Saturday, February 20, 2016

The Fat Grass Series

Fat Grass Country

I first moved to New Mexico when I was in the second grade. Since then, except for time off for good behavior as I joke, I have mostly lived in this magical state. And when I travel it isn't far. There seems no need to go beyond the edges of the Colorado Plateau. But a dear friend, born and raised in Raton, New Mexico, took me for a day trip into what he calls Fat Grass Country. It is where the volcanoes, which ring the Colorado Plateau, enrich the land with their volcanic ash and the grass grows deep and green especially this year with the rains. It is dominated by Capulin Volcano and other volcanic peaks, Johnson Mesa, and the clouds.
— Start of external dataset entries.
// Z-order, visibility and focus integration tests

use winsync::client::MouseActivate;
use winsync::record::FocusState;
use winsync::testing::{harness, HostCommand, WindowSpec};
use winsync::{ClientWindowModel, ExtendedStyle, HostEvent, Placement, Rect, SyncConfig, WindowId, WindowStyle};

fn spec(n: i32) -> WindowSpec {
    WindowSpec::new(Rect::from_origin_size(100 + 20 * n, 100 + 20 * n, 400, 300))
}

fn orders(commands: &[HostCommand]) -> Vec<(Placement, bool)> {
    commands
        .iter()
        .filter_map(|c| match c {
            HostCommand::Order { placement, activate, .. } => Some((*placement, *activate)),
            _ => None,
        })
        .collect()
}

#[test]
fn test_first_window_goes_to_front() {
    let h = harness(SyncConfig::default());
    let window = h.open(spec(0));
    let host = h.host_of(window).unwrap();

    assert_eq!(orders(&h.host.commands()), vec![(Placement::Front, false)]);
    assert_eq!(h.host.front_to_back(), vec![host]);
}

#[test]
fn test_placement_skips_hidden_siblings() {
    let h = harness(SyncConfig::default());
    let back = h.open(spec(0));
    let hidden = h.client.create_window(spec(1));
    let front = h.client.create_window(spec(2));
    h.host.take_commands();

    h.client.show(front);

    let back_host = h.host_of(back).unwrap();
    let front_host = h.host_of(front).unwrap();
    assert_eq!(orders(&h.host.commands()), vec![(Placement::Above(back_host), false)]);
    assert_eq!(h.host.front_to_back(), vec![front_host, back_host]);

    // the hidden window has a host window that was never ordered in
    let hidden_host = h.host_of(hidden).unwrap();
    assert!(!h.host.is_visible(hidden_host));
}

#[test]
fn test_placement_skips_layered_sibling_waiting_for_attributes() {
    let h = harness(SyncConfig::default());
    let back = h.open(spec(0));
    let window = h.client.create_window(spec(1));
    let front = h.open(spec(2).ex_style(ExtendedStyle::LAYERED));
    assert!(h.client.style(front).contains(WindowStyle::VISIBLE));
    assert!(!h.sync.snapshot(front).unwrap().on_screen());
    h.host.take_commands();

    h.client.show(window);

    let back_host = h.host_of(back).unwrap();
    assert_eq!(orders(&h.host.commands()), vec![(Placement::Above(back_host), false)]);
    assert_eq!(h.host.front_to_back(), vec![h.host_of(window).unwrap(), back_host]);
}

#[test]
fn test_window_is_placed_behind_nearest_front_sibling() {
    let h = harness(SyncConfig::default());
    let back = h.open(spec(0));
    let middle = h.client.create_window(spec(1));
    let front = h.open(spec(2));
    h.host.take_commands();

    h.client.show(middle);

    let front_host = h.host_of(front).unwrap();
    assert_eq!(orders(&h.host.commands()), vec![(Placement::Below(front_host), false)]);
    assert_eq!(
        h.host.front_to_back(),
        vec![front_host, h.host_of(middle).unwrap(), h.host_of(back).unwrap()]
    );
}

#[test]
fn test_hide_orders_out() {
    let h = harness(SyncConfig::default());
    let window = h.open(spec(0));
    let host = h.host_of(window).unwrap();

    h.client.hide(window);

    assert!(!h.host.is_visible(host));
    assert!(!h.sync.snapshot(window).unwrap().on_screen());
    assert_eq!(h.host.count(|c| matches!(c, HostCommand::Hide { .. })), 1);
}

#[test]
fn test_raise_restacks_host() {
    let h = harness(SyncConfig::default());
    let a = h.open(spec(0));
    let b = h.open(spec(1));
    let (a_host, b_host) = (h.host_of(a).unwrap(), h.host_of(b).unwrap());
    assert_eq!(h.host.front_to_back(), vec![b_host, a_host]);

    h.client.raise(a);

    assert_eq!(h.host.front_to_back(), vec![a_host, b_host]);
}

#[test]
fn test_activation_hint_activates_next_show() {
    let h = harness(SyncConfig::default());
    h.sync.activate_on_following_focus();
    let window = h.open(spec(0));

    assert_eq!(orders(&h.host.commands()), vec![(Placement::Front, true)]);
    assert!(matches!(
        h.sync.snapshot(window).unwrap().focus,
        FocusState::PendingActivation { .. }
    ));

    // the hint is consumed
    let other = h.open(spec(1));
    let host = h.host_of(window).unwrap();
    assert_eq!(orders(&h.host.commands()).last(), Some(&(Placement::Above(host), false)));
    assert_eq!(h.sync.snapshot(other).unwrap().focus, FocusState::NoFocus);
}

#[test]
fn test_activation_hint_expires() {
    let mut config = SyncConfig::default();
    config.activation.recent_activation_ms = 0;
    let h = harness(config);
    h.sync.activate_on_following_focus();
    h.open(spec(0));

    assert_eq!(orders(&h.host.commands()), vec![(Placement::Front, false)]);
}

#[test]
fn test_got_focus_completes_pending_activation() {
    let h = harness(SyncConfig::default());
    h.sync.activate_on_following_focus();
    let window = h.open(spec(0));
    let host = h.host_of(window).unwrap();

    h.event(HostEvent::GotFocus { window: host });

    assert_eq!(h.client.foreground_window(), Some(window));
    assert_eq!(h.sync.snapshot(window).unwrap().focus, FocusState::HostFocused);
    assert_eq!(h.host.count(|c| *c == HostCommand::Activate { window: host }), 1);
}

#[test]
fn test_got_focus_without_hint_does_not_activate() {
    let h = harness(SyncConfig::default());
    let window = h.open(spec(0));
    let host = h.host_of(window).unwrap();

    h.event(HostEvent::GotFocus { window: host });

    assert_eq!(h.client.foreground_window(), Some(window));
    assert_eq!(h.sync.snapshot(window).unwrap().focus, FocusState::HostFocused);
    assert_eq!(h.host.count(|c| matches!(c, HostCommand::Activate { .. })), 0);
}

#[test]
fn test_focus_rejected_for_non_activating_windows() {
    let h = harness(SyncConfig::default());
    let window = h.open(spec(0));
    let host = h.host_of(window).unwrap();
    h.client.set_mouse_activate(window, MouseActivate::NoActivate);

    h.event(HostEvent::GotFocus { window: host });

    assert_eq!(h.client.foreground_window(), None);
    assert_eq!(h.host.count(|c| *c == HostCommand::RejectFocus { window: host }), 1);
}

#[test]
fn test_focus_rejected_for_noactivate_style() {
    let h = harness(SyncConfig::default());
    let window = h.open(spec(0).ex_style(ExtendedStyle::NOACTIVATE));
    let host = h.host_of(window).unwrap();

    h.event(HostEvent::GotFocus { window: host });

    assert_eq!(h.host.count(|c| *c == HostCommand::RejectFocus { window: host }), 1);
}

#[test]
fn test_set_focus_raises_buried_foreground_window() {
    let h = harness(SyncConfig::default());
    let a = h.open(spec(0));
    let b = h.open(spec(1));
    let (a_host, b_host) = (h.host_of(a).unwrap(), h.host_of(b).unwrap());
    h.client.set_foreground_window(a);
    h.host.take_commands();

    h.sync.set_focus(a);

    assert_eq!(h.client.top_level_windows(), vec![a, b]);
    assert_eq!(h.host.front_to_back(), vec![a_host, b_host]);
    assert_eq!(
        h.host.commands().last(),
        Some(&HostCommand::GiveFocus {
            window: a_host,
            activate: false
        })
    );
}

#[test]
fn test_set_focus_ignores_owned_windows_in_front() {
    let h = harness(SyncConfig::default());
    let owner = h.open(spec(0));
    let _dialog = h.open(spec(1).owner(owner));
    h.client.set_foreground_window(owner);
    h.host.take_commands();

    h.sync.set_focus(owner);

    assert!(orders(&h.host.commands()).is_empty());
    assert_eq!(h.host.focused(), h.host_of(owner));
}

#[test]
fn test_set_focus_on_child_focuses_root() {
    let h = harness(SyncConfig::default());
    let root = h.open(spec(0));
    let child = h.client.create_window(WindowSpec::new(Rect::new(0, 0, 10, 10)).child_of(root));

    h.sync.set_focus(child);

    assert_eq!(h.host.focused(), h.host_of(root));
}

#[test]
fn test_set_focus_needs_on_screen_window() {
    let h = harness(SyncConfig::default());
    let window = h.client.create_window(spec(0));
    h.host.take_commands();

    h.sync.set_focus(window);

    assert_eq!(h.host.count(|c| matches!(c, HostCommand::GiveFocus { .. })), 0);
}

#[test]
fn test_lost_focus_cancels_modes_and_drops_foreground() {
    let h = harness(SyncConfig::default());
    let window = h.open(spec(0));
    let host = h.host_of(window).unwrap();
    h.event(HostEvent::GotFocus { window: host });

    h.event(HostEvent::LostFocus { window: host });

    assert_eq!(h.client.foreground_window(), Some(WindowId(0)));
    assert!(h
        .client
        .messages()
        .contains(&(window, winsync::ClientMessage::CancelMode)));
    assert_eq!(h.sync.snapshot(window).unwrap().focus, FocusState::NoFocus);
}

#[test]
fn test_app_deactivated_clears_focus() {
    let h = harness(SyncConfig::default());
    let a = h.open(spec(0));
    let b = h.open(spec(1));
    h.event(HostEvent::GotFocus {
        window: h.host_of(a).unwrap(),
    });

    h.event(HostEvent::AppDeactivated);

    assert_eq!(h.client.foreground_window(), Some(WindowId(0)));
    for window in [a, b] {
        assert_eq!(h.sync.snapshot(window).unwrap().focus, FocusState::NoFocus);
    }
}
It was a photographer's dream on the day I went. All the empty country with shadowed peaks on the horizon. But not what I paint. I don't do green. But the Fat Grass Country or high plains had struck a cord. Before I knew it I had departed from my usual themes to produce, one by one, what I now call the Fat Grass Country series. This spring I want to return to explore more and no doubt photograph more. And paint more.

Home in the Fat Grass
20 x 30 Mixed Media on Artists Canvas
I will admit I began to paint my images of the high plains mostly for me. I had pictures of the landscape and other pictures of the antelope and long horns but none of them perfect. In paint it is easier to merge one with the other for me. And the fat grass country came along just when I was bored with horses bit. I photographer has to just be mildly interested to record a digital image but a painter has to be in love to devote the time to a painting. Especially so if you are going to put away all your reds and golds to paint with green. And not one painting but two.

Alone on the High Plains
 14 x 30 Watercolor on artists canvas
When I began the second I told myself it was the clouds that drew me. And I was willing to bring out the green paints just because of the colors in the clouds. Oddly Alone on the High Plains was done from a black and white photograph and my memory. I joke that I paint what it is you thought you saw when you took that photograph with your iphone. The truth is I paint what I remember I saw regardless of what the photograph I took with my mega pixel DSLR. The discrepancies between the two are why I do not do plein aire. The landscape I am trying to paint is always a major disappointment to me.

Two paintings do not make a series. I told myself it was just a diversion. A tithing to the muse to restart the creative juices.

The Empty Pew
18 x 12 watercolor on Artists Canvas
From inside Johnson Mesa church

But when I painted the third I had passed that magical number the FBI uses to define a serial killer. And I realized it was not the green or the antelope or the vistas I was trying to capture but the sense of aloneness which drove residents of the Kansas plains mad. But not quite that either because I have spent more time than I wanted on the Kansas plains. And maybe it is the elusive quality of living on top of a volcanic field which the high plains has and Kansas doesn't.

A volcanic rise

Maybe it is the feeling, even though in the course of the whole day I never saw another person not with my party, that if i stare long enough I will see the dust of a pickup on the expanse ahead, or the person who was just a moment ago saying a quite prayer in the empty church. There was not a rose on the pew in the photograph but it belonged in the painting. There was not a hat on the bench or an open hymnal on the piano before I painted it in. But I felt there should be.

Missing Melody
16 x 20 Watercolor on Artist's Canvas
Painting number four and I must call it a series because I know there will be more. As I delved through my photo files to get the photographs to accompany this blog I chanced upon the long horns. What is so magical about long horns?

There is an empty canvas in my studio just possibly the right size for a painting of long horns on the high plains deep in the fat grass.